Cause of Medial & Lateral Epicondylitis in crossfit
Medial and lateral epicondylitis are overload conditions of the elbow. Due to all of the gripping involved with weight lifting, the muscles of the forearm can become irritated and lead to elbow pain. Even though most lifts emphasize the primary movers (cleans = quads, glutes, and traps, deadlifts = hamstrings and glutes), the muscles of the forearm still have to hold the weights.
This overload causes a tendinopathy of either the wrist flexors (medial epicondylitis) or wrist extensors (lateral epicondylitis). Although the term epicondylitis refers to inflammation, this can be misleading because inflammation is not the primary driver of epicondylitis. The overload of the wrist flexor and extensor tendons causes the tendons to swell to reduce the load on the tendon fibers. It is the continued overload of the tendons that causes epicondylitis, not inflammation. This is why the terminology to describe this condition has changed to epicondylopathy instead.
Treating Medial & Lateral Epicondylitis
Initially reducing the load on the muscles of the forearm is a priority. With continued overloading of the wrist flexor and extensor tendons, there will be continued swelling and separation of the tendon fibers leading to pain and a weaker tendon structure. This doesn't mean that you have to stop working out, but some modifications may be necessary to avoid gripping during the workouts.
Soft tissue therapy is a beneficial treatment for pain relief. Soft tissue therapy can either be performed by hand or by instrument, such as Graston. Since pain and touch converge on the same nerve fiber, stimulating touch through soft tissue therapy helps to reduce pain.
Isometric contractions, muscle contractions without moving the joint, have also been shown to have a pain relieving effect on tendon conditions. These contractions are usually held for 30-45 seconds and can be performed multiple times per day to manage the pain. Holding these isometric contractions while performing Graston have been particularly useful in decreasing elbow pain.
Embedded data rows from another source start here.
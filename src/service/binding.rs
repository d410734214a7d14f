//! service::binding
//!
//! Repository binding lifecycle: connect, metadata access and update,
//! detach.
//!
//! `connect` validates the remote before writing any local state, and
//! removes the partially built working copy if anything later in the
//! sequence fails, so a failed connect leaves the application exactly as
//! unconnected as before.

use std::path::{Path, PathBuf};

use crate::core::types::{ApplicationId, BranchName, UserId};
use crate::error::SyncError;
use crate::git::{browser_url, GitWorkspace, RemoteAuth};
use crate::store::{Application, BranchRecord, GitProfile, GitRef, RepositoryBinding};

use super::GitSyncService;

/// Remote configuration supplied to `connect`.
#[derive(Debug, Clone)]
pub struct RemoteConfig {
    /// Remote URL (https, ssh, or file form)
    pub remote_url: String,
    /// Credentials for the remote
    pub auth: RemoteAuth,
    /// The connecting user; recorded on the binding as the author of
    /// service-generated commits
    pub user: UserId,
    /// Default branch override; otherwise the remote's advertised default,
    /// falling back to `main` on an empty remote
    pub default_branch: Option<BranchName>,
    /// Whether the remote repository is private
    pub is_private: bool,
    /// Commit identity to register for this application; omitted, the
    /// user's configured profile is used
    pub profile: Option<GitProfile>,
}

/// Mutable binding fields for `update_metadata`.
#[derive(Debug, Clone, Default)]
pub struct BindingPatch {
    /// Rename the default branch (binding metadata only; repository
    /// contents are untouched)
    pub default_branch: Option<BranchName>,
    /// Change the privacy flag
    pub is_private: Option<bool>,
    /// Replace the browser-facing URL
    pub browser_url: Option<String>,
}

/// Removes a partially built working copy unless defused.
struct WorkdirCleanup<'a> {
    path: &'a Path,
    armed: bool,
}

impl<'a> WorkdirCleanup<'a> {
    fn new(path: &'a Path) -> Self {
        Self { path, armed: true }
    }

    fn defuse(&mut self) {
        self.armed = false;
    }
}

impl Drop for WorkdirCleanup<'_> {
    fn drop(&mut self) {
        if self.armed {
            let _ = std::fs::remove_dir_all(self.path);
        }
    }
}

impl GitSyncService {
    /// Connect an application to a remote repository.
    ///
    /// Validates reachability and credentials, clones (non-empty remote) or
    /// initializes the working copy, writes the binding and the default
    /// branch record, commits the current application state on the default
    /// branch, and pushes it.
    ///
    /// # Errors
    ///
    /// - [`SyncError::AlreadyConnected`] when a binding already exists
    /// - [`SyncError::RemoteUnreachable`] / [`SyncError::AuthFailed`] from
    ///   remote validation
    /// - [`SyncError::ProfileNotConfigured`] without a usable identity
    pub async fn connect(
        &self,
        application: ApplicationId,
        remote: RemoteConfig,
        origin: &str,
    ) -> Result<Application, SyncError> {
        let mut app = self.store.application(&application).await?;
        if self.store.binding(&application).await?.is_some() {
            return Err(SyncError::AlreadyConnected(application));
        }

        // Register a supplied profile, then resolve the author through the
        // identity store so the fallback rules apply uniformly
        if let Some(profile) = &remote.profile {
            self.upsert_profile(&remote.user, profile.clone(), false, Some(&application))
                .await?;
        }
        let author = self.resolve_author(&remote.user, Some(&application)).await?;

        // Validate the remote before any local state exists
        let heads = GitWorkspace::probe_remote(&remote.remote_url, &remote.auth)?;
        let default_branch = match &remote.default_branch {
            Some(branch) => branch.clone(),
            None => match GitWorkspace::default_branch_of(&heads) {
                Some(branch) => branch,
                None => BranchName::new("main")?,
            },
        };

        let _guard = self.structural_guard(&application, &default_branch).await?;

        let workdir = self.prepare_workdir(&application)?;
        let mut cleanup = WorkdirCleanup::new(&workdir);

        let remote_has_history = heads.iter().any(|h| h.name.starts_with("refs/heads/"));
        let workspace = if remote_has_history {
            GitWorkspace::clone_from(
                &workdir,
                &remote.remote_url,
                &self.config.remote_name,
                &remote.auth,
            )?
        } else {
            GitWorkspace::init(
                &workdir,
                &remote.remote_url,
                &self.config.remote_name,
                &default_branch,
            )?
        };

        match workspace.try_branch_tip(&default_branch)? {
            Some(_) => workspace.checkout_branch(&default_branch)?,
            None if workspace.remote_tip(&default_branch)?.is_some() => {
                workspace.create_tracking_branch(&default_branch)?;
                workspace.checkout_branch(&default_branch)?;
            }
            None => workspace.set_head_unborn(&default_branch)?,
        }

        // Initial commit of the current application state
        let tree = self.export_state(&app.state).await?;
        workspace.materialize(&tree)?;
        workspace.stage_all()?;
        workspace.commit_staged(&author, "Initial commit of application state")?;
        let remote_tip = workspace.push(&default_branch, &remote.auth)?;

        let record = RepositoryBinding {
            application,
            remote_url: remote.remote_url.clone(),
            local_path: workdir.clone(),
            default_branch: default_branch.clone(),
            is_private: remote.is_private,
            browser_url: browser_url(&remote.remote_url)
                .or_else(|| (!origin.is_empty()).then(|| origin.to_string())),
            connected_by: remote.user.clone(),
        };
        self.store.put_binding(record).await?;
        self.store
            .put_branch_record(BranchRecord {
                application,
                branch: default_branch.clone(),
                root_application: application,
                is_default: true,
                last_synced_commit: Some(remote_tip),
            })
            .await?;

        app.git = Some(GitRef {
            root_application: application,
            branch: default_branch,
            git_enabled: true,
        });
        let app = self.store.put_application(app).await?;

        cleanup.defuse();
        self.invalidate_branch_cache(&application);
        Ok(app)
    }

    /// The binding of a connected application.
    ///
    /// # Errors
    ///
    /// - [`SyncError::BindingNotFound`] when unconnected
    pub async fn metadata(
        &self,
        application: &ApplicationId,
    ) -> Result<RepositoryBinding, SyncError> {
        self.require_binding(application).await
    }

    /// Update binding fields without touching repository contents.
    ///
    /// # Errors
    ///
    /// - [`SyncError::BindingNotFound`] when unconnected
    pub async fn update_metadata(
        &self,
        application: &ApplicationId,
        patch: BindingPatch,
    ) -> Result<Application, SyncError> {
        let mut binding = self.require_binding(application).await?;

        if let Some(default_branch) = patch.default_branch {
            binding.default_branch = default_branch;
        }
        if let Some(is_private) = patch.is_private {
            binding.is_private = is_private;
        }
        if let Some(url) = patch.browser_url {
            binding.browser_url = Some(url);
        }

        self.store.put_binding(binding).await?;
        self.invalidate_branch_cache(application);
        Ok(self.store.application(application).await?)
    }

    /// Detach the application from its remote.
    ///
    /// Removes the binding and the local working copy. Branch documents
    /// become orphaned stubs: their git capability is disabled but their
    /// last-known artifact content is retained. Irreversible; the remote
    /// repository itself is untouched.
    ///
    /// # Errors
    ///
    /// - [`SyncError::InvalidState`] when the application is not connected
    pub async fn detach(&self, application: ApplicationId) -> Result<Application, SyncError> {
        let binding = self.store.binding(&application).await?.ok_or_else(|| {
            SyncError::InvalidState(format!("application {application} is not connected"))
        })?;

        let _guard = self
            .structural_guard(&application, &binding.default_branch)
            .await?;

        for record in self.store.branch_records(&application).await? {
            if let Ok(mut doc) = self.store.application(&record.application).await {
                if let Some(git) = doc.git.as_mut() {
                    git.git_enabled = false;
                }
                self.store.put_application(doc).await?;
            }
            self.store
                .delete_branch_record(&application, &record.branch)
                .await?;
        }
        self.store.delete_binding(&application).await?;

        if binding.local_path.exists() {
            std::fs::remove_dir_all(&binding.local_path).map_err(|e| {
                Self::io_error(format!(
                    "cannot remove {}: {e}",
                    binding.local_path.display()
                ))
            })?;
        }

        self.invalidate_branch_cache(&application);
        Ok(self.store.application(&application).await?)
    }

    /// Create a fresh working directory for `application`.
    fn prepare_workdir(&self, application: &ApplicationId) -> Result<PathBuf, SyncError> {
        let workdir = self.paths.workdir(application);
        if workdir.exists() {
            // Leftover from an interrupted connect; a live binding would
            // have returned AlreadyConnected above
            std::fs::remove_dir_all(&workdir).map_err(|e| {
                Self::io_error(format!("cannot clear {}: {e}", workdir.display()))
            })?;
        }
        std::fs::create_dir_all(&workdir)
            .map_err(|e| Self::io_error(format!("cannot create {}: {e}", workdir.display())))?;
        Ok(workdir)
    }
}
//! service::branches
//!
//! Branch lifecycle: listing, creation, checkout, deletion.
//!
//! Each branch corresponds to exactly one materialized application
//! document. Creating a branch clones the source branch's document;
//! checking out re-imports the checked-out tree into the branch's
//! document.
//!
//! # Caching
//!
//! Listings are served from a short-TTL cache keyed by application id and
//! invalidated by every structural write. Staleness is acceptable,
//! inconsistency is not: a forced listing (`ignore_cache`) fetches the
//! remote first and repopulates the cache.

use std::collections::BTreeSet;
use std::collections::HashMap;
use std::sync::Mutex;
use std::time::{Duration, Instant};

use crate::core::types::{ApplicationId, BranchName, Oid};
use crate::error::SyncError;
use crate::git::GitError;
use crate::store::{Application, BranchRecord, GitRef};

use super::GitSyncService;

/// One entry in a branch listing.
#[derive(Debug, Clone, PartialEq, Eq)]
pub struct BranchListEntry {
    /// Branch name
    pub name: BranchName,
    /// Whether this is the repository's default branch
    pub is_default: bool,
    /// Last known tip, local if present, else remote-tracking
    pub last_commit: Option<Oid>,
}

/// Parameters for branch creation.
#[derive(Debug, Clone)]
pub struct BranchSpec {
    /// Name of the branch to create
    pub name: BranchName,
}

struct CacheSlot {
    stored_at: Instant,
    entries: Vec<BranchListEntry>,
}

/// TTL cache of branch listings, keyed by application id.
pub(crate) struct BranchListCache {
    slots: Mutex<HashMap<ApplicationId, CacheSlot>>,
    ttl: Duration,
}

impl BranchListCache {
    pub(crate) fn new(ttl: Duration) -> Self {
        Self {
            slots: Mutex::new(HashMap::new()),
            ttl,
        }
    }

    fn get(&self, application: &ApplicationId) -> Option<Vec<BranchListEntry>> {
        let slots = self.slots.lock().expect("branch cache poisoned");
        let slot = slots.get(application)?;
        if slot.stored_at.elapsed() > self.ttl {
            return None;
        }
        Some(slot.entries.clone())
    }

    fn put(&self, application: ApplicationId, entries: Vec<BranchListEntry>) {
        self.slots.lock().expect("branch cache poisoned").insert(
            application,
            CacheSlot {
                stored_at: Instant::now(),
                entries,
            },
        );
    }

    pub(crate) fn invalidate(&self, application: &ApplicationId) {
        self.slots
            .lock()
            .expect("branch cache poisoned")
            .remove(application);
    }
}

impl GitSyncService {
    /// List local and remote-tracking branches, default first.
    ///
    /// Serves from the cache unless it is stale or `ignore_cache` is set;
    /// a forced listing fetches the remote before reading refs.
    pub async fn list_branches(
        &self,
        application: &ApplicationId,
        ignore_cache: bool,
    ) -> Result<Vec<BranchListEntry>, SyncError> {
        let binding = self.require_binding(application).await?;

        if !ignore_cache {
            if let Some(entries) = self.branch_cache.get(application) {
                return Ok(entries);
            }
        }

        let _read = self.read_guard(application)?;
        let workspace = self.open_workspace(&binding)?;

        if ignore_cache {
            let auth = self.remote_auth(&binding).await?;
            workspace.fetch(&auth)?;
        }

        let mut names: BTreeSet<BranchName> =
            workspace.list_local_branches()?.into_iter().collect();
        names.extend(workspace.list_remote_branches()?);

        let mut entries = Vec::with_capacity(names.len());
        for name in names {
            let last_commit = match workspace.try_branch_tip(&name)? {
                Some(tip) => Some(tip),
                None => workspace.remote_tip(&name)?,
            };
            entries.push(BranchListEntry {
                is_default: name == binding.default_branch,
                name,
                last_commit,
            });
        }
        entries.sort_by(|a, b| {
            b.is_default
                .cmp(&a.is_default)
                .then_with(|| a.name.as_str().cmp(b.name.as_str()))
        });

        self.branch_cache.put(*application, entries.clone());
        Ok(entries)
    }

    /// Create a branch from the tip of `source` and materialize its child
    /// application document with the source branch's artifact.
    ///
    /// The working copy switches to the new branch.
    ///
    /// # Errors
    ///
    /// - [`SyncError::BranchAlreadyExists`]
    /// - [`SyncError::SourceBranchNotFound`]
    pub async fn create_branch(
        &self,
        application: &ApplicationId,
        spec: BranchSpec,
        source: &BranchName,
    ) -> Result<Application, SyncError> {
        let binding = self.require_binding(application).await?;
        let _guard = self.structural_guard(application, &spec.name).await?;
        self.invalidate_branch_cache(application);

        let workspace = self.open_workspace(&binding)?;
        if workspace.try_branch_tip(&spec.name)?.is_some() {
            return Err(SyncError::BranchAlreadyExists(spec.name.to_string()));
        }
        if workspace.try_branch_tip(source)?.is_none() {
            return Err(SyncError::SourceBranchNotFound(source.to_string()));
        }

        let source_doc = self.branch_application(&binding, source).await?;

        workspace.create_branch_from(&spec.name, source)?;
        workspace.checkout_branch(&spec.name)?;

        let mut child = Application::new(source_doc.name.clone(), source_doc.state.clone());
        child.git = Some(GitRef {
            root_application: *application,
            branch: spec.name.clone(),
            git_enabled: true,
        });
        let child = self.store.put_application(child).await?;
        self.store
            .put_branch_record(BranchRecord {
                application: child.id,
                branch: spec.name,
                root_application: *application,
                is_default: false,
                last_synced_commit: None,
            })
            .await?;

        Ok(child)
    }

    /// Switch the working copy to `branch` and re-import its tree into the
    /// branch's application document.
    ///
    /// With `is_remote` set, a local tracking branch is created from the
    /// remote ref first (fetching if needed), and a child application
    /// document is materialized for it.
    ///
    /// Checkout is refused, never forced, while the current branch's
    /// artifact has uncommitted edits.
    ///
    /// # Errors
    ///
    /// - [`SyncError::BranchNotFound`]
    /// - [`SyncError::UncommittedChanges`] when switching would discard
    ///   local edits
    pub async fn checkout_branch(
        &self,
        application: &ApplicationId,
        branch: &BranchName,
        is_remote: bool,
    ) -> Result<Application, SyncError> {
        let binding = self.require_binding(application).await?;
        let _guard = self.structural_guard(application, branch).await?;
        self.invalidate_branch_cache(application);

        let workspace = self.open_workspace(&binding)?;

        if let Some(current) = workspace.current_branch()? {
            if let Ok(doc) = self.branch_application(&binding, &current).await {
                if self.artifact_dirty(&workspace, &current, &doc.state).await? {
                    return Err(SyncError::UncommittedChanges {
                        branch: current.to_string(),
                    });
                }
            }
        }

        if is_remote && workspace.try_branch_tip(branch)?.is_none() {
            if workspace.remote_tip(branch)?.is_none() {
                let auth = self.remote_auth(&binding).await?;
                workspace.fetch(&auth)?;
            }
            match workspace.create_tracking_branch(branch) {
                Ok(_) => {}
                Err(GitError::RefNotFound { .. }) => {
                    return Err(SyncError::BranchNotFound(branch.to_string()));
                }
                Err(e) => return Err(e.into()),
            }
        }

        workspace.checkout_branch(branch)?;
        let tip = workspace.branch_tip(branch)?;

        match self.store.branch_record(application, branch).await? {
            Some(_) => self
                .reimport_branch_document(&workspace, &binding, branch)
                .await,
            None => {
                // First checkout of a remote branch: materialize its child
                // document from the checked-out tree
                let state = self
                    .serializer
                    .import(&workspace.tree_snapshot(&tip)?)
                    .await?;
                let root_doc = self.store.application(application).await?;

                let mut child = Application::new(root_doc.name.clone(), state);
                child.git = Some(GitRef {
                    root_application: *application,
                    branch: branch.clone(),
                    git_enabled: true,
                });
                let child = self.store.put_application(child).await?;
                self.store
                    .put_branch_record(BranchRecord {
                        application: child.id,
                        branch: branch.clone(),
                        root_application: *application,
                        is_default: false,
                        last_synced_commit: Some(tip),
                    })
                    .await?;
                Ok(child)
            }
        }
    }

    /// Delete a branch: the local ref, the branch record, and the child
    /// document's git capability (its artifact content is retained).
    ///
    /// The working copy switches to the default branch first when the
    /// deleted branch is checked out.
    ///
    /// # Errors
    ///
    /// - [`SyncError::InvalidState`] for the default branch
    /// - [`SyncError::BranchNotFound`]
    pub async fn delete_branch(
        &self,
        application: &ApplicationId,
        branch: &BranchName,
    ) -> Result<Application, SyncError> {
        let binding = self.require_binding(application).await?;
        if *branch == binding.default_branch {
            return Err(SyncError::InvalidState(
                "the default branch cannot be deleted".into(),
            ));
        }

        let _guard = self.structural_guard(application, branch).await?;
        self.invalidate_branch_cache(application);

        let workspace = self.open_workspace(&binding)?;
        if workspace.current_branch()?.as_ref() == Some(branch) {
            workspace.checkout_branch(&binding.default_branch)?;
        }
        workspace.delete_branch(branch)?;

        if let Some(record) = self.store.branch_record(application, branch).await? {
            if let Ok(mut doc) = self.store.application(&record.application).await {
                if let Some(git) = doc.git.as_mut() {
                    git.git_enabled = false;
                }
                self.store.put_application(doc).await?;
            }
            self.store.delete_branch_record(application, branch).await?;
        }

        Ok(self.store.application(application).await?)
    }
}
As the pain of medial and lateral epicondylitis decreases, progressive loading to strengthen the wrist flexors and extensors is important for safely returning to Crossfit. If the muscles and tendons aren't strengthened as part of rehab, they will become overloaded again creating a recurring injury. Slow and heavy wrist curls can be used to strengthen the muscles and tendons, eventually progressing towards faster movements.